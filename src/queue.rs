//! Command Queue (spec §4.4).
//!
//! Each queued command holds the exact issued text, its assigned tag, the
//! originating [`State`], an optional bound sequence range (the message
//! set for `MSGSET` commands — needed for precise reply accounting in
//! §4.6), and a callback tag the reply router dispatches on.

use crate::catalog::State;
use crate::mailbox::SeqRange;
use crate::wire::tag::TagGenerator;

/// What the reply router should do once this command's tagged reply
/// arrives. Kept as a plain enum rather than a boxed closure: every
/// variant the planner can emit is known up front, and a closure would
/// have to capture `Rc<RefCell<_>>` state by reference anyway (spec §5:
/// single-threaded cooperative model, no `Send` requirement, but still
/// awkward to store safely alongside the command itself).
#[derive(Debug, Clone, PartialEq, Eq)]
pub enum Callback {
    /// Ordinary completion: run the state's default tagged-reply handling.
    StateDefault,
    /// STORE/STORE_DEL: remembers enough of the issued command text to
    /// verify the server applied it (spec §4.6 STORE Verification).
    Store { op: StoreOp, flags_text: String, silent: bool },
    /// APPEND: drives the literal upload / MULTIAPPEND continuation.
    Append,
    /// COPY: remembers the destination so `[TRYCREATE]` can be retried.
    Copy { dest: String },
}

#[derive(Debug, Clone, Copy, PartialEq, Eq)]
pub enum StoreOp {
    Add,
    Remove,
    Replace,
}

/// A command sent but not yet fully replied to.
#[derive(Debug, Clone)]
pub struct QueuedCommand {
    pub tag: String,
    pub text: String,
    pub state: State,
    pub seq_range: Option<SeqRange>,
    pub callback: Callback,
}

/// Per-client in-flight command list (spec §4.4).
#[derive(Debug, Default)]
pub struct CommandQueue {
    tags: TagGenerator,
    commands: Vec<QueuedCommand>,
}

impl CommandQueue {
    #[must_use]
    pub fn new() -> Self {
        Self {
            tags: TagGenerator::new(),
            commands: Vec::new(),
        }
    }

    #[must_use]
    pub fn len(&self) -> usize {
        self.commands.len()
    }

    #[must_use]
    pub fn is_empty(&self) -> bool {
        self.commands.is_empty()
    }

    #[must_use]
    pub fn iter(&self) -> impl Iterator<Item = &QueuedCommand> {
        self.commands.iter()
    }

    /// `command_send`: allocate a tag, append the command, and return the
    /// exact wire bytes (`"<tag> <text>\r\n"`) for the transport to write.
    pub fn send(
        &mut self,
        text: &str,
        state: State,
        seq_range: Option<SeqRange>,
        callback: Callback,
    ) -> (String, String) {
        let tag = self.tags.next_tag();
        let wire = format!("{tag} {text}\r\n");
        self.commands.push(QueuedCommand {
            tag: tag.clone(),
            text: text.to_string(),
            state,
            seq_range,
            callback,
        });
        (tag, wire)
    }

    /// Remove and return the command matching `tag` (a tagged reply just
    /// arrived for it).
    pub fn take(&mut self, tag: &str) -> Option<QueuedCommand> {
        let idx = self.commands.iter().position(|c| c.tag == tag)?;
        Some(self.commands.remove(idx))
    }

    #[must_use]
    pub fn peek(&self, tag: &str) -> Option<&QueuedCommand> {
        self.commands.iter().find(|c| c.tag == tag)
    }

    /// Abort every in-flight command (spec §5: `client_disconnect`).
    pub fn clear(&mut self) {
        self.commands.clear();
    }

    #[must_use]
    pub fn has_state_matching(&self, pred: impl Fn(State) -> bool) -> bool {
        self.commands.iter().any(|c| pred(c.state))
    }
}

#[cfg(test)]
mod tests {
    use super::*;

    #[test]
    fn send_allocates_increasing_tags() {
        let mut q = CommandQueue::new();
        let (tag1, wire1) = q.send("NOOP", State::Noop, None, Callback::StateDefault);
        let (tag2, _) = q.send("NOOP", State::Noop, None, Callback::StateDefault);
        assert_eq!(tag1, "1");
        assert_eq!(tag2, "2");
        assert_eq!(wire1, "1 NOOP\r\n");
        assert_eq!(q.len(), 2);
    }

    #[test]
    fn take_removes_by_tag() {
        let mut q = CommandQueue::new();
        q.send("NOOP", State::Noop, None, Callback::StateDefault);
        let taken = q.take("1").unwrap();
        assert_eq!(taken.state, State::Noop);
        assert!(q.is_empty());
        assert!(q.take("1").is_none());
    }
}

* * *

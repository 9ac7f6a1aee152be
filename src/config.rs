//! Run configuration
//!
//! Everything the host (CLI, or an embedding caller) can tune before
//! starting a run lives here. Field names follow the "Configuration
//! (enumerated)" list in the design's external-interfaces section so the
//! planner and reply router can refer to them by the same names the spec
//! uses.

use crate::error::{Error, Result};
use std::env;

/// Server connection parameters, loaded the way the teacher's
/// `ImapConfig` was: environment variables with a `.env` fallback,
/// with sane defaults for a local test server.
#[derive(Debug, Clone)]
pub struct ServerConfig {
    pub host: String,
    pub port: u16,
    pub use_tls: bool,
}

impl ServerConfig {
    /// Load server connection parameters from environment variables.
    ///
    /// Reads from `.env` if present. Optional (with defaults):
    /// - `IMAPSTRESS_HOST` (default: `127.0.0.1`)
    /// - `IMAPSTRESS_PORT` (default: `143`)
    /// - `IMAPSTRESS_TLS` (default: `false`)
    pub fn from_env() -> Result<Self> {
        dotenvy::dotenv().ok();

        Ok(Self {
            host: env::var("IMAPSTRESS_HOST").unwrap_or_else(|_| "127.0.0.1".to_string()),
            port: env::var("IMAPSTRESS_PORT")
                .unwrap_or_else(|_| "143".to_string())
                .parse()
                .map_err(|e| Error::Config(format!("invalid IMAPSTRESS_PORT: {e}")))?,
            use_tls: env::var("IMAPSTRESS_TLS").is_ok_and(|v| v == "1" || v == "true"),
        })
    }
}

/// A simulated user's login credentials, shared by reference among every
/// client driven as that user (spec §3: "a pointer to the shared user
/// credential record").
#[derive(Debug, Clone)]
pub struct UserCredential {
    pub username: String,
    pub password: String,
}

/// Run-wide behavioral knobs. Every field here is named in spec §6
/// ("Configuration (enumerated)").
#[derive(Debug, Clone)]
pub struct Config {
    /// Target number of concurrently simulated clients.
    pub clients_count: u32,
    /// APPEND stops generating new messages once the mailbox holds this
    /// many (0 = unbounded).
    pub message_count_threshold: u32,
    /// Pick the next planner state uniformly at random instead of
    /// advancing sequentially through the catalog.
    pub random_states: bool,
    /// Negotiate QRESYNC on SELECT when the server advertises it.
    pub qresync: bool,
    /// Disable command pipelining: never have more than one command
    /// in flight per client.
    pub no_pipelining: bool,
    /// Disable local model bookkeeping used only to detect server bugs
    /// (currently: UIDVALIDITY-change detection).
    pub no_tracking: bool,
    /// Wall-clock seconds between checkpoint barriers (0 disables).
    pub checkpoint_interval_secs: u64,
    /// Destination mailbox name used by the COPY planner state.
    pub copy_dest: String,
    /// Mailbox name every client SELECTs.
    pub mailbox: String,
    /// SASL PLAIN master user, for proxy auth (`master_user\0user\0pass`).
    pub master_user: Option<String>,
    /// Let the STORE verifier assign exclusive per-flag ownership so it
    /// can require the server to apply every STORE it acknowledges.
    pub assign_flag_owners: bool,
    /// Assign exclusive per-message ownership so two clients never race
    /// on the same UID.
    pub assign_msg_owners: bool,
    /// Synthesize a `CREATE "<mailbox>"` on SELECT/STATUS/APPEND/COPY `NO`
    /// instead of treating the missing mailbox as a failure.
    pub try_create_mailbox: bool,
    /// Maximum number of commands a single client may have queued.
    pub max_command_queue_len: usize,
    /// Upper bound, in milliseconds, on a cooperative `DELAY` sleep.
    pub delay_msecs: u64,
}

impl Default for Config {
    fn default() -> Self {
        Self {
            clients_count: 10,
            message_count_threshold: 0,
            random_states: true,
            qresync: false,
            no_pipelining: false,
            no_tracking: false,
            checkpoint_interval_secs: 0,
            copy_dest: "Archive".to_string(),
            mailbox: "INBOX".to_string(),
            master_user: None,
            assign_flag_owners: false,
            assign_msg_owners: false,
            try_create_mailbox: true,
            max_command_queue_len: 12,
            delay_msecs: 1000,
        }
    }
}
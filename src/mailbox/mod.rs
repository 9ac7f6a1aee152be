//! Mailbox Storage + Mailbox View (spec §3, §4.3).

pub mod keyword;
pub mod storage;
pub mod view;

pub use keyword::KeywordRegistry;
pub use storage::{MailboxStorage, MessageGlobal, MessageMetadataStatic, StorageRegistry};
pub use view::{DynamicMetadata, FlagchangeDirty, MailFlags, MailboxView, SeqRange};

● Your instructions
From the records above, copy each line where the word "connection" can be found.

● Result of the task
/// Server connection parameters, loaded the way the teacher's
    /// Load server connection parameters from environment variables.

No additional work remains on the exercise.